> **Dataset extract**:
************

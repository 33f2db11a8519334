//! Compose-extension command engine: submit actions, search queries, result
//! selection, and link unfurling.

pub mod update_card;

use std::sync::Arc;

use tracing::{debug, info};

use crate::activity::{ConversationRef, ExtensionQuery, SelectedItem, SubmitAction};
use crate::cards::{CardAction, ExtensionResponse, ExtensionResult, HeroCard};
use crate::error::{Error, Result};
use crate::outbound::ConversationSink;
use crate::search::SearchClient;
use crate::side_effect::SideEffect;

pub use update_card::{CardCounter, UpdateOutcome, send_update_card};

/// Maximum number of search results returned for a query.
pub const SEARCH_RESULT_SIZE: usize = 8;

/// Title of link unfurl cards.
pub const LINK_CARD_TITLE: &str = "Thumbnail Card";

/// Extension command ids.
pub mod commands {
    pub const POST_COMMENT: &str = "postComment";
    pub const OPEN_WEB_URL: &str = "openWebUrl";
}

/// What a submit action did.
#[derive(Debug, Clone, PartialEq, Eq)]
pub enum SubmitOutcome {
    /// `postComment`: the card update protocol ran.
    CardUpdate(UpdateOutcome),
    /// `openWebUrl`: navigation only, no card.
    SideEffect(SideEffect),
}

pub struct ExtensionEngine {
    search: Arc<dyn SearchClient>,
    web_url: String,
}

impl ExtensionEngine {
    pub fn new(search: Arc<dyn SearchClient>, web_url: String) -> Self {
        Self { search, web_url }
    }

    /// Dispatch a submit action on its command id.
    pub async fn handle_submit_action(
        &self,
        action: &SubmitAction,
        conversation: &ConversationRef,
        sink: &dyn ConversationSink,
    ) -> Result<SubmitOutcome> {
        match action.command_id.as_str() {
            commands::POST_COMMENT => {
                let outcome =
                    send_update_card(&action.value, comment_actions(), conversation, sink).await?;
                Ok(SubmitOutcome::CardUpdate(outcome))
            }
            commands::OPEN_WEB_URL => Ok(SubmitOutcome::SideEffect(SideEffect::OpenUrl(
                self.web_url.clone(),
            ))),
            other => Err(Error::NotImplemented {
                command_id: other.to_string(),
            }),
        }
    }

    /// Search with the first query parameter and return hero cards whose
    /// previews invoke a selection carrying `{ name, description }`.
    pub async fn handle_query(&self, query: &ExtensionQuery) -> Result<ExtensionResponse> {
        let term = query
            .first_term()
            .ok_or_else(|| Error::InvalidActivity("query without parameters".into()))?;

        let items = self.search.search(&term, SEARCH_RESULT_SIZE).await?;
        info!(term = %term, hits = items.len(), "Extension query");

        let attachments = items
            .into_iter()
            .take(SEARCH_RESULT_SIZE)
            .map(|item| {
                let tap = CardAction::invoke(serde_json::json!({
                    "name": item.name,
                    "description": item.description,
                }));
                let preview = HeroCard::new(&item.name).with_tap(tap).into_attachment();
                HeroCard::new(item.name).into_attachment().with_preview(preview)
            })
            .collect();

        Ok(ExtensionResult::list(attachments).into())
    }

    /// Turn a tapped preview's carried value into a single hero card result.
    pub fn handle_select_item(&self, item: &SelectedItem) -> ExtensionResponse {
        debug!(name = %item.name, "Extension item selected");
        let card = HeroCard::new(&item.name)
            .with_text(&item.description)
            .into_attachment();
        ExtensionResult::list(vec![card]).into()
    }

    /// Unfurl a link into a thumbnail card without fetching it.
    pub fn handle_link_query(&self, url: &str) -> ExtensionResponse {
        debug!(url = url, "Unfurling link");
        let card = HeroCard::new(LINK_CARD_TITLE)
            .with_text(url)
            .with_images([url])
            .into_thumbnail_attachment();
        ExtensionResult::list(vec![card]).into()
    }
}

/// Buttons on the card produced by `postComment`.
fn comment_actions() -> Vec<CardAction> {
    vec![
        CardAction::message_back("Message all members", "MessageAllMembers"),
        CardAction::message_back("Who am I?", "whoami"),
        CardAction::message_back("Delete card", "Delete"),
    ]
}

************

> **What the task asks**:
A single number is the whole answer: the tally of lines in the entries that hold "value".

> **Answer area**:
2